Login to PowerBI as Admin and from `Admin API settings` allow below permissions
- Allow service principals to use read-only admin APIs
- Enhance admin APIs responses with detailed metadata
- Enhance admin APIs responses with DAX and mashup expressions
## Concept mapping
| PowerBI | Datahub |
|-----------------------|---------------------|
| `Dashboard` | `Dashboard` |
| `Dataset's Table` | `Dataset` |
| `Tile` | `Chart` |
| `Report.webUrl` | `Chart.externalUrl` |
| `Workspace` | `Container` |
| `Report` | `Dashboard` |
| `Page` | `Chart` |
If Tile is created from report then Chart.externalUrl is set to Report.webUrl.
## Lineage
This source extract table lineage for tables present in PowerBI Datasets. Lets consider a PowerBI Dataset `SALES_REPORT` and a PostgreSQL database is configured as data-source in `SALES_REPORT` dataset.
Consider `SALES_REPORT` PowerBI Dataset has a table `SALES_ANALYSIS` which is backed by `SALES_ANALYSIS_VIEW` of PostgreSQL Database then in this case `SALES_ANALYSIS_VIEW` will appear as upstream dataset for `SALES_ANALYSIS` table.
You can control table lineage ingestion using `extract_lineage` configuration parameter, by default it is set to `true`.

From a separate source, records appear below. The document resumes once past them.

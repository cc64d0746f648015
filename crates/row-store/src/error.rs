use thiserror::Error;

/// Errors that can occur when reading from or committing to a row source.
#[derive(Debug, Error)]
pub enum StoreError {
    /// A write targeted a row that no longer exists (stale write).
    #[error("Concurrency conflict: {entity} {id} was modified or removed")]
    ConcurrencyConflict { entity: &'static str, id: String },

    /// A commit would leave a row pointing at a missing parent.
    #[error("Foreign key violation: {0}")]
    ForeignKeyViolation(String),

    /// A commit tried to insert a row whose key is already taken.
    #[error("Duplicate key: {entity} {id}")]
    DuplicateKey { entity: &'static str, id: String },

    /// The change set was empty.
    #[error("Cannot commit an empty change set")]
    EmptyChangeSet,

    /// The backing store could not be reached or refused the commit.
    #[error("Row source unavailable: {0}")]
    Unavailable(String),

    /// A database error occurred.
    #[error("Database error: {0}")]
    Database(#[from] sqlx::Error),
}

impl StoreError {
    /// Returns true for stale-write errors that callers should re-check.
    pub fn is_concurrency_conflict(&self) -> bool {
        matches!(self, StoreError::ConcurrencyConflict { .. })
    }
}

/// Result type for row source operations.
pub type Result<T> = std::result::Result<T, StoreError>;
//! Customer list, create, edit and delete endpoints.

use std::num::NonZeroUsize;
use std::sync::Arc;

use axum::Json;
use axum::extract::{Path, Query, State};
use axum::http::StatusCode;
use common::{CountryId, CustomerId};
use domain::{
    CustomerDraft, CustomerEditView, CustomerViewModel, DeletionSummary, OrderSummary, PagedList,
};
use row_store::{Country, Customer, RowSource};
use serde::Deserialize;

use super::AppState;
use crate::error::ApiError;

// -- Request types --

#[derive(Debug, Default, Deserialize)]
pub struct ListQuery {
    pub page: Option<i64>,
    pub size: Option<usize>,
}

#[derive(Debug, Deserialize)]
pub struct CreateCustomerRequest {
    pub first_name: String,
    pub last_name: String,
    pub email: String,
    pub country_id: Option<CountryId>,
}

#[derive(Debug, Deserialize)]
pub struct EditCustomerRequest {
    pub customer_id: CustomerId,
    pub first_name: String,
    pub last_name: String,
    pub email: String,
    pub country_id: Option<CountryId>,
}

// -- Handlers --

/// GET /customers: one page of customers sorted by last name.
#[tracing::instrument(skip(state))]
pub async fn list<S: RowSource + Clone + 'static>(
    State(state): State<Arc<AppState<S>>>,
    Query(query): Query<ListQuery>,
) -> Result<Json<PagedList<CustomerViewModel>>, ApiError> {
    let size = match query.size {
        Some(size) => NonZeroUsize::new(size)
            .ok_or_else(|| ApiError::BadRequest("size must be at least 1".to_string()))?,
        None => state.default_page_size,
    };
    let page = query.page.unwrap_or(1);

    Ok(Json(state.customers.list_customers(page, size).await?))
}

/// POST /customers: create a customer in the selected country.
#[tracing::instrument(skip(state, req))]
pub async fn create<S: RowSource + Clone + 'static>(
    State(state): State<Arc<AppState<S>>>,
    Json(req): Json<CreateCustomerRequest>,
) -> Result<(StatusCode, Json<Customer>), ApiError> {
    let draft = CustomerDraft::new(req.first_name, req.last_name, req.email);
    let customer = state
        .customers
        .create_customer(draft, req.country_id)
        .await?;

    Ok((StatusCode::CREATED, Json(customer)))
}

/// GET /customers/{id}: customer with its country and the country catalog.
#[tracing::instrument(skip(state))]
pub async fn get<S: RowSource + Clone + 'static>(
    State(state): State<Arc<AppState<S>>>,
    Path(id): Path<CustomerId>,
) -> Result<Json<CustomerEditView>, ApiError> {
    Ok(Json(state.customers.customer_for_edit(id).await?))
}

/// PUT /customers/{id}: overwrite a customer and move it to a country.
#[tracing::instrument(skip(state, req))]
pub async fn edit<S: RowSource + Clone + 'static>(
    State(state): State<Arc<AppState<S>>>,
    Path(id): Path<CustomerId>,
    Json(req): Json<EditCustomerRequest>,
) -> Result<Json<Customer>, ApiError> {
    let customer = Customer {
        customer_id: req.customer_id,
        first_name: req.first_name,
        last_name: req.last_name,
        email: req.email,
    };
    let customer = state
        .customers
        .edit_customer(id, customer, req.country_id)
        .await?;

    Ok(Json(customer))
}

/// DELETE /customers/{id}: remove a customer with its orders and links.
#[tracing::instrument(skip(state))]
pub async fn delete<S: RowSource + Clone + 'static>(
    State(state): State<Arc<AppState<S>>>,
    Path(id): Path<CustomerId>,
) -> Result<Json<DeletionSummary>, ApiError> {
    Ok(Json(state.deleter.delete_customer(id).await?))
}

/// GET /customers/{id}/orders: the customer's orders by order id.
#[tracing::instrument(skip(state))]
pub async fn orders<S: RowSource + Clone + 'static>(
    State(state): State<Arc<AppState<S>>>,
    Path(id): Path<CustomerId>,
) -> Result<Json<Vec<OrderSummary>>, ApiError> {
    Ok(Json(state.customers.customer_orders(id).await?))
}

/// GET /countries: the country catalog.
pub async fn countries<S: RowSource + Clone + 'static>(
    State(state): State<Arc<AppState<S>>>,
) -> Result<Json<Vec<Country>>, ApiError> {
    Ok(Json(state.customers.countries().await?))
}
//! Order status edit endpoints.

use std::sync::Arc;

use axum::Json;
use axum::extract::{Path, State};
use common::{OrderId, StatusId};
use domain::StatusEditView;
use row_store::{OrderHistory, RowSource};
use serde::Deserialize;

use super::AppState;
use crate::error::ApiError;

#[derive(Debug, Deserialize)]
pub struct StatusChangeRequest {
    pub status_id: StatusId,
}

/// GET /orders/{id}/status: current status and the statuses on offer.
#[tracing::instrument(skip(state))]
pub async fn status<S: RowSource + Clone + 'static>(
    State(state): State<Arc<AppState<S>>>,
    Path(id): Path<OrderId>,
) -> Result<Json<StatusEditView>, ApiError> {
    Ok(Json(state.workflow.status_edit_view(id).await?))
}

/// POST /orders/{id}/status: apply a manual status change.
///
/// Responds with the history entry recorded for the change.
#[tracing::instrument(skip(state))]
pub async fn change_status<S: RowSource + Clone + 'static>(
    State(state): State<Arc<AppState<S>>>,
    Path(id): Path<OrderId>,
    Json(req): Json<StatusChangeRequest>,
) -> Result<Json<OrderHistory>, ApiError> {
    let entry = state
        .workflow
        .apply_status_change(id, req.status_id)
        .await?;
    Ok(Json(entry))
}

/// GET /orders/{id}/history: status changes, oldest first.
#[tracing::instrument(skip(state))]
pub async fn history<S: RowSource + Clone + 'static>(
    State(state): State<Arc<AppState<S>>>,
    Path(id): Path<OrderId>,
) -> Result<Json<Vec<OrderHistory>>, ApiError> {
    Ok(Json(state.workflow.order_history(id).await?))
}
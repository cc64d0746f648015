//! Sample bookstore used when no database is configured.

use chrono::{Duration, Utc};
use row_store::{
    BookId, Customer, CustomerId, InMemoryRowSource, LineId, Order, OrderHistory, OrderId,
    OrderLine, StatusId,
};

const COUNTRIES: [(i32, &str); 4] = [
    (1, "United States"),
    (2, "United Kingdom"),
    (3, "Ireland"),
    (4, "Australia"),
];

// (customer id, first name, last name, address id)
const CUSTOMERS: [(i32, &str, &str, i32); 5] = [
    (1, "Ursola", "Purdy", 10),
    (2, "Ruthanne", "Vatini", 20),
    (3, "Reidar", "Turbitt", 30),
    (4, "Rich", "Kirsz", 10),
    (5, "Carline", "Kupis", 20),
];

/// Builds an in-memory row source seeded with countries, customers and orders.
pub async fn demo_bookstore() -> InMemoryRowSource {
    let source = InMemoryRowSource::with_status_catalog();

    for (country_id, name) in COUNTRIES {
        source.insert_country(country_id, name).await;
        source.insert_address(country_id * 10, country_id).await;
    }

    for (customer_id, first, last, address_id) in CUSTOMERS {
        source
            .insert_customer(Customer {
                customer_id: CustomerId::new(customer_id),
                first_name: first.to_string(),
                last_name: last.to_string(),
                email: format!("{}.{}@example.com", first, last).to_lowercase(),
            })
            .await;
        source.link_customer_address(customer_id, address_id).await;
    }

    let now = Utc::now();
    let mut line_id = 1;
    for order_id in 1..=8 {
        let customer_id = (order_id % 4) + 1;
        source
            .insert_order(Order {
                order_id: OrderId::new(order_id),
                customer_id: CustomerId::new(customer_id),
                order_date: now - Duration::days(i64::from(order_id) * 3),
                status_id: StatusId::new(1),
            })
            .await;
        for book in 0..2 {
            source
                .insert_order_line(OrderLine {
                    line_id: LineId::new(line_id),
                    order_id: OrderId::new(order_id),
                    book_id: BookId::new(100 + book + order_id),
                    price: Some(9.99 + f64::from(book) * 5.0),
                })
                .await;
            line_id += 1;
        }
        source
            .insert_history(OrderHistory::record(OrderId::new(order_id), StatusId::new(1)))
            .await;
    }

    tracing::info!(
        customers = CUSTOMERS.len(),
        orders = 8,
        "seeded in-memory demo bookstore"
    );
    source
}
//! Row-source abstraction for the bookstore admin core.
//!
//! The core never knows how rows are stored. It reads through the
//! [`RowSource`] trait and writes by handing a [`ChangeSet`] to
//! [`RowSource::commit`], which applies it as one unit of work.

pub mod changes;
pub mod error;
pub mod memory;
pub mod postgres;
pub mod rows;
pub mod source;

pub use changes::{Change, ChangeSet, CommitSummary};
pub use common::{
    AddressId, BookId, CountryId, CustomerId, HistoryId, LineId, OrderId, StatusId,
};
pub use error::{Result, StoreError};
pub use memory::{InMemoryRowSource, default_status_catalog};
pub use postgres::PostgresRowSource;
pub use rows::{
    Address, Country, Customer, CustomerAddress, CustomerJoinRow, Order, OrderHistory, OrderLine,
    OrderStatus, UNKNOWN_COUNTRY,
};
pub use source::{RowSource, RowSourceExt};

PowerBI Source extracts the lineage information by parsing PowerBI M-Query expression.
PowerBI Source supports M-Query expression for below listed PowerBI Data Sources
1. Snowflake
2. Oracle
3. PostgreSQL
4. Microsoft SQL Server
5. Google BigQuery
Native SQL query parsing is supported for `Snowflake` and `Amazon Redshift` data-sources.
For example refer below native SQL query. The table `OPERATIONS_ANALYTICS.TRANSFORMED_PROD.V_UNIT_TARGET` will be ingested as upstream table.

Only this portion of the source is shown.